Perfectionism

Growing up I had a strong pressure put on me by my parents and close family to be "perfect". If I got a 95% on a test, the response from my parents was, "Why did you get that question wrong! Rewrite the question you got wrong 5 times with the correct answer and explain to me how you found the correct answer." Never did I get, "Great job!" Or "I am proud of you!" The pressure was not only academic; there was pressure on ME, never doing good enough. A huge boulder I have carried for many years, feeling not smart enough, not funny enough, not pretty enough, etc. I put a huge pressure on myself now to achieve it all. But recently I have learned to let go of that pressure. It was a belief system put on me by my parents that I am not good enough, and now I am able to change that belief system and say, I am enough. I am learning to be content with: Working a job that doesn't pay as well but that I enjoy going to. Not having a college degree. Not investing in products that falsify my natural beauty. Having some debt. Driving a car that is a out dated, Living in a house that has some flaws. Just totally letting go of this idea of trying to prove myself "the best" or " perfect ". And letting go of that burden to have everything figured out.
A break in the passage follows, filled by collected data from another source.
//! The SDNA field-name declarator grammar.
//!
//! Field names carry C declarator syntax: leading `*` for pointers, trailing
//! `[N][M]` array suffixes, and the `(*name)()` function-pointer form. The
//! parser splits a declarator into the bare identifier and its shape.

use nom::{
    branch::alt,
    bytes::complete::{tag, take_while1},
    character::complete::{char, digit1},
    combinator::{all_consuming, verify},
    error::{ErrorKind, ParseError},
    multi::{many0, many0_count},
    sequence::delimited,
    Err, IResult,
};

#[derive(Debug)]
pub enum FieldParseError {
    NomError {
        kind: ErrorKind,
        other: Option<Box<FieldParseError>>,
    },
    InvalidArraySize,
}

impl ParseError<&str> for FieldParseError {
    fn from_error_kind(_input: &str, kind: ErrorKind) -> Self {
        FieldParseError::NomError { kind, other: None }
    }

    fn append(_input: &str, kind: ErrorKind, other: Self) -> Self {
        FieldParseError::NomError {
            kind,
            other: Some(Box::new(other)),
        }
    }
}

type Result<'a, T> = IResult<&'a str, T, FieldParseError>;

/// The declarator shape of a field, stripped of its name.
#[derive(Debug, Clone, PartialEq, Eq)]
pub enum FieldShape {
    /// `(*name)()`, a pointer to a function.
    Function,
    /// `*…*name[K1][K2]…`; plain values have zero pointers and no
    /// dimensions.
    Plain {
        pointers: usize,
        /// Array sizes in the order they appear in the declarator.
        dimensions: Vec<usize>,
    },
}

/// First character must be a letter or `_`, the rest letters, digits or `_`.
/// Shared with the query tokenizer, which validates names the same way.
pub(crate) fn identifier<'a, E: ParseError<&'a str>>(input: &'a str) -> IResult<&'a str, &'a str, E> {
    verify(
        take_while1(|c: char| c.is_ascii_alphanumeric() || c == '_'),
        |name: &str| !name.starts_with(|c: char| c.is_ascii_digit()),
    )(input)
}

fn dimensions(input: &str) -> Result<Vec<usize>> {
    let (input, groups) = many0(delimited(char('['), digit1, char(']')))(input)?;

    let mut dimensions = Vec::with_capacity(groups.len());
    for group in groups {
        dimensions.push(
            group
                .parse::<usize>()
                .map_err(|_| Err::Failure(FieldParseError::InvalidArraySize))?,
        );
    }

    Ok((input, dimensions))
}

fn fn_pointer(input: &str) -> Result<(&str, FieldShape)> {
    let (input, name) = delimited(tag("(*"), identifier, tag(")"))(input)?;
    let (input, _) = tag("()")(input)?;
    Ok((input, (name, FieldShape::Function)))
}

fn plain(input: &str) -> Result<(&str, FieldShape)> {
    let (input, pointers) = many0_count(char('*'))(input)?;
    let (input, name) = identifier(input)?;
    let (input, dimensions) = dimensions(input)?;
    Ok((input, (name, FieldShape::Plain { pointers, dimensions })))
}

/// Parses a declarator into `(name, shape)`. The whole input must match.
pub fn parse_field_name(input: &str) -> std::result::Result<(&str, FieldShape), FieldParseError> {
    match all_consuming(alt((fn_pointer, plain)))(input) {
        Ok((_, parsed)) => Ok(parsed),
        Err(Err::Error(e)) | Err(Err::Failure(e)) => Err(e),
        Err(Err::Incomplete(_)) => Err(FieldParseError::NomError {
            kind: ErrorKind::Eof,
            other: None,
        }),
    }
}

#[cfg(test)]
mod tests {
    use super::*;

    fn plain_shape(pointers: usize, dimensions: &[usize]) -> FieldShape {
        FieldShape::Plain {
            pointers,
            dimensions: dimensions.to_vec(),
        }
    }

    #[test]
    fn value_declarators() {
        assert_eq!(parse_field_name("totvert").unwrap(), ("totvert", plain_shape(0, &[])));
        assert_eq!(parse_field_name("_pad2").unwrap(), ("_pad2", plain_shape(0, &[])));
    }

    #[test]
    fn pointer_declarators() {
        assert_eq!(parse_field_name("*next").unwrap(), ("next", plain_shape(1, &[])));
        assert_eq!(parse_field_name("**mat").unwrap(), ("mat", plain_shape(2, &[])));
    }

    #[test]
    fn array_declarators() {
        assert_eq!(parse_field_name("size[3]").unwrap(), ("size", plain_shape(0, &[3])));
        assert_eq!(
            parse_field_name("obmat[4][4]").unwrap(),
            ("obmat", plain_shape(0, &[4, 4]))
        );
        assert_eq!(parse_field_name("*ob[3]").unwrap(), ("ob", plain_shape(1, &[3])));
    }

    #[test]
    fn function_pointer_declarators() {
        assert_eq!(parse_field_name("(*free)()").unwrap(), ("free", FieldShape::Function));
        assert_eq!(
            parse_field_name("(*interp)()").unwrap(),
            ("interp", FieldShape::Function)
        );
    }

    #[test]
    fn malformed_declarators_are_rejected() {
        for bad in [
            "",
            "*",
            "9bad",
            "na-me",
            "name[",
            "name[]",
            "name[x]",
            "name[1",
            "name[1]x",
            "name]1[",
            "(*)()",
            "(*name)",
            "(*name)(",
            "(name)()",
        ] {
            assert!(parse_field_name(bad).is_err(), "{bad:?} should be rejected");
        }
    }
}
//! Error types for every stage of reading a .blend file.
//!
//! Construction errors all funnel into [`BlendError`]; query-time errors are
//! reported per call as [`QueryError`] and never invalidate the parsed file.

use std::io;
use thiserror::Error;

/// Errors produced by the byte streams backing the parser.
#[derive(Debug, Error)]
pub enum StreamError {
    /// The path does not exist.
    #[error("file not found")]
    FileNotFound,
    /// The path names a directory instead of a regular file.
    #[error("path is a directory")]
    DirectorySpecified,
    /// The file exists but could not be opened for reading.
    #[error("access denied")]
    AccessDenied,
    /// A read, seek or align tried to consume past the end of the stream.
    #[error("attempted to read past the end of the stream")]
    ShortRead,
    #[error("i/o error: {0}")]
    Io(#[from] io::Error),
}

/// Errors found while decoding the file header, the block stream or the
/// embedded SDNA descriptor.
#[derive(Debug, Clone, Copy, PartialEq, Eq, Error)]
pub enum FormatError {
    #[error("invalid file header")]
    InvalidFileHeader,
    /// A block carries a payload but declares a null persisted address.
    #[error("invalid block header")]
    InvalidBlockHeader,
    #[error("unexpected end of file")]
    UnexpectedEndOfFile,
    /// Bytes remained after the end sentinel block.
    #[error("file not exhausted after the end block")]
    FileNotExhausted,
    /// No block with the `DNA1` code exists.
    #[error("no SDNA block found")]
    SdnaNotFound,
    /// A section tag inside the SDNA block did not match its expected magic.
    #[error("invalid SDNA section header")]
    InvalidSdnaHeader,
    #[error("unexpected end of SDNA data")]
    UnexpectedEndOfSdna,
    /// Bytes remained after the SDNA struct section.
    #[error("SDNA block not exhausted after the struct section")]
    SdnaNotExhausted,
}

/// Errors found while building the type graph from the SDNA tables.
#[derive(Debug, Clone, PartialEq, Eq, Error)]
pub enum ReflectionError {
    /// A struct's own type index is out of bounds, or its fields overrun the
    /// declared struct size.
    #[error("invalid SDNA struct at index {0}")]
    InvalidSdnaStruct(usize),
    /// A field references a type or name index out of bounds.
    #[error("invalid SDNA field (type {type_index}, name {name_index})")]
    InvalidSdnaField { type_index: usize, name_index: usize },
    /// A field-name string does not match the declarator grammar.
    #[error("invalid SDNA field name {0:?}")]
    InvalidSdnaFieldName(String),
}

/// Errors returned by path queries and typed field access.
#[derive(Debug, Clone, PartialEq, Eq, Error)]
pub enum QueryError {
    /// The query string is empty or not a valid sequence of steps.
    #[error("invalid query expression")]
    InvalidQuery,
    /// The queried bytes do not match the size of the requested type.
    #[error("queried data does not match the requested type")]
    InvalidType,
    /// A pointer along the path was null or did not resolve to any block.
    #[error("pointer did not resolve")]
    InvalidValue,
    #[error("no field named {0:?}")]
    FieldNotFound(String),
    #[error("index {index} out of bounds for {len} bytes")]
    IndexOutOfBounds { index: usize, len: usize },
    /// A name step landed on a non-aggregate, or an index step on a type
    /// with no element type.
    #[error("step does not apply to this type")]
    IndexedInvalidType,
}

/// Anything that can go wrong while opening a .blend file.
#[derive(Debug, Error)]
pub enum BlendError {
    #[error(transparent)]
    Stream(#[from] StreamError),
    #[error(transparent)]
    Format(#[from] FormatError),
    #[error(transparent)]
    Reflection(#[from] ReflectionError),
}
I am letting go of trying to control and force my life, and allowing the universe to work it's magic. 
"I am not perfect. I never will be perfect. There is no such thing as perfect. I am great the way I am, trying to be better everyday. Every moment of life is an opportunity to be better!" I am totally content with living a simple life of being a fit mom. I do not need fancy titles to prove to myself that I am enough. I am enough now!

    • Loren Grays

      Lucky you, because my family never cared about our numbers at school. If i god a low F on my tests, they said, go and try again, never give up, or you will be a loser. So, I kept trying till fix the problem by my own. For getting a college degree was like travelling to the moon, a dream. Finally did get it, so now I'm an artist and no more a student in college.